Top Named Compound: Based on the criteria above, this is the compound in ChEMBL that has the most publications demonstrating an interaction with this protein out of all the compounds in ChEMBL that have a name. Only ~4,000 compounds in ChEMBL (version 6) have a name associated with them. Names in ChEMBL are derived from a variety of sources including commonly used names, research codes, trade names, and unique nonproprietary names assigned to pharmaceuticals marketed in the United States).
SMILES for example compound: The SMILES string in this column represents the chemical structure for an example compound that has been reported in ChEMBL to interact with this protein. The example compound was chosen because it has the most publications demonstrating an interaction with this protein out of all the compounds in ChEMBL. Note: this compound is not necessarily a compound with a name associated with it in ChEMBL.
SMILES for named compound: Same as above but for the named compound.
InChIKey for example compound: InChIKey is an alternative chemical representation of compounds that is optimized for searching for chemical information using text based search engines, such as Internet searches and database queries.
InChIKey for named compound: Same as above but for the named compound.

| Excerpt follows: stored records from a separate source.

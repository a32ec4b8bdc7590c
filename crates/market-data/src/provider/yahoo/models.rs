//! Yahoo Finance API response models.
//!
//! These models parse the quoteSummary `price` module, which the provider
//! falls back to when the chart endpoint returns nothing usable.

use serde::Deserialize;

/// Main response wrapper for quoteSummary API
#[derive(Debug, Deserialize)]
#[serde(rename_all = "camelCase")]
pub struct YahooQuoteSummaryResponse {
    pub quote_summary: YahooQuoteSummary,
}

/// Quote summary container
#[derive(Debug, Deserialize)]
pub struct YahooQuoteSummary {
    pub result: Vec<YahooQuoteSummaryResult>,
}

/// Individual result from quoteSummary API
#[derive(Debug, Deserialize)]
#[serde(rename_all = "camelCase")]
pub struct YahooQuoteSummaryResult {
    pub price: Option<YahooPriceData>,
}

/// Price data from quoteSummary API
#[derive(Debug, Deserialize)]
#[serde(rename_all = "camelCase")]
pub struct YahooPriceData {
    pub currency: Option<String>,
    pub regular_market_price: Option<YahooPriceDetail>,
    pub regular_market_open: Option<YahooPriceDetail>,
    pub regular_market_day_high: Option<YahooPriceDetail>,
    pub regular_market_day_low: Option<YahooPriceDetail>,
    pub regular_market_volume: Option<YahooPriceDetail>,
    pub regular_market_time: Option<i64>,
}

/// Price detail with raw and formatted values.
/// Yahoo sends `{}` when a value is unavailable.
#[derive(Debug, Deserialize, Clone)]
pub struct YahooPriceDetail {
    pub raw: Option<f64>,
}

#[cfg(test)]
mod tests {
    use super::*;

    #[test]
    fn test_deserialize_price_detail() {
        let json = r#"{"raw": 150.25, "fmt": "150.25"}"#;
        let detail: YahooPriceDetail = serde_json::from_str(json).unwrap();
        assert_eq!(detail.raw, Some(150.25));
    }

    #[test]
    fn test_deserialize_price_detail_empty_object() {
        let detail: YahooPriceDetail = serde_json::from_str("{}").unwrap();
        assert_eq!(detail.raw, None);
    }

    #[test]
    fn test_deserialize_quote_summary_price() {
        let json = r#"{
            "quoteSummary": {
                "result": [{
                    "price": {
                        "currency": "USD",
                        "regularMarketPrice": {"raw": 187.44, "fmt": "187.44"},
                        "regularMarketOpen": {"raw": 185.1, "fmt": "185.10"},
                        "regularMarketVolume": {"raw": 51234000, "fmt": "51.23M"},
                        "regularMarketTime": 1718049600
                    }
                }],
                "error": null
            }
        }"#;
        let response: YahooQuoteSummaryResponse = serde_json::from_str(json).unwrap();
        let price = response.quote_summary.result[0].price.as_ref().unwrap();
        assert_eq!(price.currency.as_deref(), Some("USD"));
        assert_eq!(
            price.regular_market_price.as_ref().and_then(|p| p.raw),
            Some(187.44)
        );
        assert!(price.regular_market_day_high.is_none());
        assert_eq!(price.regular_market_time, Some(1718049600));
    }

    #[test]
    fn test_deserialize_empty_result() {
        let json = r#"{"quoteSummary": {"result": [], "error": null}}"#;
        let response: YahooQuoteSummaryResponse = serde_json::from_str(json).unwrap();
        assert!(response.quote_summary.result.is_empty());
    }
}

#Publications reporting interaction for example compound: This column contains the number of publications in ChEMBL in which the example compound has been shown to interact with this protein. It could be used as a measure of how reliable this particular compound interaction is based on the assumption that the more often the interaction is tested and reported the more reliable it is.
#Publications reporting interaction for named compound: Same as above but for the named compound.
ChEMBL link: A link to the ChEMBL webpage for this protein. The webpage contains a wide variety of additional information regarding the reported interaction of this protein with different compounds.
Compound: A flag to identify which proteins/genes have been annotated in ChEMBL. This is useful for changing the visualization of the network in Cytoscape based on the presence or absence of compound information for a particular node.